You cheapest and easiest solution would be to have CCR ceracoat the entire gun in a stainless type finish. I think he charges around $150 or so. The BEST option would be to get it NP3 covered (Robar does NP3). It's really the most rust proof finish around. But, it's going to cost over $200. You will NEVER rust the gun with Np3, however.

NP3 is a bit slippery to the touch, but that will also make your trigger feel better (they also do the internals on the gun). A similar alternative to NP3 is Ceraplating. CCR does the ceraplating. It is similar to NP3, but is not quite as slippery. I believe they put in something different than teflon in the mix, which makes it not as slick.


----------



## Coldfire (Nov 12, 2006)

Thanks for the responses, they are helping!

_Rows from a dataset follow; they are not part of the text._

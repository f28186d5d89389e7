//! Stream adapter for splitting a byte stream into newline-delimited frames.

use futures_util::{Stream, StreamExt};
use memchr::memchr;
use std::collections::VecDeque;
use std::pin::Pin;
use std::task::{ready, Context, Poll};
use tracing::warn;

use crate::Error;

/// Upper bound on bytes buffered while waiting for a frame boundary.
const MAX_BUFFER: usize = 1_000_000;

/// A stream adapter that yields one line per frame from a byte stream.
///
/// Maintains internal state to handle frames split across transport chunks,
/// since frame boundaries are not guaranteed to align with chunk boundaries.
/// Trailing `\r` is stripped; empty frames and frames that are not valid
/// UTF-8 are dropped without aborting the stream. When the transport closes,
/// any buffered unterminated tail is flushed as a final frame.
pub struct LineStream<S> {
    /// The underlying byte stream
    inner: S,
    /// Backend name used when wrapping transport errors
    backend: &'static str,
    /// Buffer for incomplete raw bytes from previous chunks
    buffer: Vec<u8>,
    /// Parsed frames ready to be yielded
    lines: VecDeque<String>,
}

impl<S> LineStream<S> {
    /// Create a new line stream over a byte stream.
    pub fn new(stream: S, backend: &'static str) -> Self {
        Self {
            inner: stream,
            backend,
            buffer: Vec::new(),
            lines: VecDeque::new(),
        }
    }

    /// Split complete frames out of the buffer onto the ready queue.
    fn split_buffer(&mut self) {
        let mut start = 0;
        while let Some(pos) = memchr(b'\n', &self.buffer[start..]) {
            let end = start + pos;
            if let Some(line) = decode_frame(self.backend, &self.buffer[start..end]) {
                self.lines.push_back(line);
            }
            start = end + 1;
        }
        // Remove processed bytes from buffer
        if start > 0 {
            self.buffer.drain(..start);
        }
    }
}

/// Decode one raw frame. Empty frames and invalid UTF-8 are dropped.
fn decode_frame(backend: &str, bytes: &[u8]) -> Option<String> {
    let bytes = match bytes {
        [head @ .., b'\r'] => head,
        other => other,
    };
    if bytes.is_empty() {
        return None;
    }
    match std::str::from_utf8(bytes) {
        Ok(text) => Some(text.to_string()),
        Err(e) => {
            warn!(backend, error = %e, "dropping stream frame with invalid UTF-8");
            None
        }
    }
}

impl<S, E> Stream for LineStream<S>
where
    S: Stream<Item = Result<bytes::Bytes, E>> + Unpin,
    E: Into<Box<dyn std::error::Error + Send + Sync>>,
{
    type Item = Result<String, Error>;

    fn poll_next(mut self: Pin<&mut Self>, cx: &mut Context<'_>) -> Poll<Option<Self::Item>> {
        loop {
            // First, yield any already-split frames (FIFO order)
            if let Some(line) = self.lines.pop_front() {
                return Poll::Ready(Some(Ok(line)));
            }

            // No buffered frames, poll the underlying stream for more data
            let chunk = match ready!(self.inner.poll_next_unpin(cx)) {
                Some(Ok(chunk)) => chunk,
                Some(Err(e)) => {
                    return Poll::Ready(Some(Err(Error::backend(
                        self.backend,
                        format!("transport error: {}", e.into()),
                    ))));
                }
                None => {
                    // Transport closed: flush the unterminated tail, if any.
                    if !self.buffer.is_empty() {
                        let rest = std::mem::take(&mut self.buffer);
                        if let Some(line) = decode_frame(self.backend, &rest) {
                            return Poll::Ready(Some(Ok(line)));
                        }
                    }
                    return Poll::Ready(None);
                }
            };

            // Append raw bytes to buffer
            self.buffer.extend_from_slice(&chunk);

            if self.buffer.len() > MAX_BUFFER {
                self.buffer.clear();
                return Poll::Ready(Some(Err(Error::backend(
                    self.backend,
                    "stream frame exceeded maximum buffer size",
                ))));
            }

            // Split any complete frames and continue loop
            self.split_buffer();
        }
    }
}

Cougartex--I did attempt to contact Stoeger, haven't received a response yet (but it's only been a few days)... don't suppose the rumor also has a time frame? lol

Shipwreck--although not new to guns/handguns in general, I am new to modifying/customizing so I have to ask who is CCR? (unless Creedence Clearwater Revival has made a radical career change ha ha!)


----------



## Shipwreck (Jan 26, 2006)

Coldfire said:


> Thanks for the responses, they are helping!
> 
> Cougartex--I did attempt to contact Stoeger, haven't received a response yet (but it's only been a few days)... don't suppose the rumor also has a time frame? lol
> 
> Shipwreck--although not new to guns/handguns in general, I am new to modifying/customizing so I have to ask who is CCR? (unless Creedence Clearwater Revival has made a radical career change ha ha!)


CCR-REFINISHING

He advertises on the Sig Forum and the Beretta Forum all the time. He posts sales there, so maybe worth going to look for that thread. Many guys at both sites use him all the time and they post pics of the work.


----------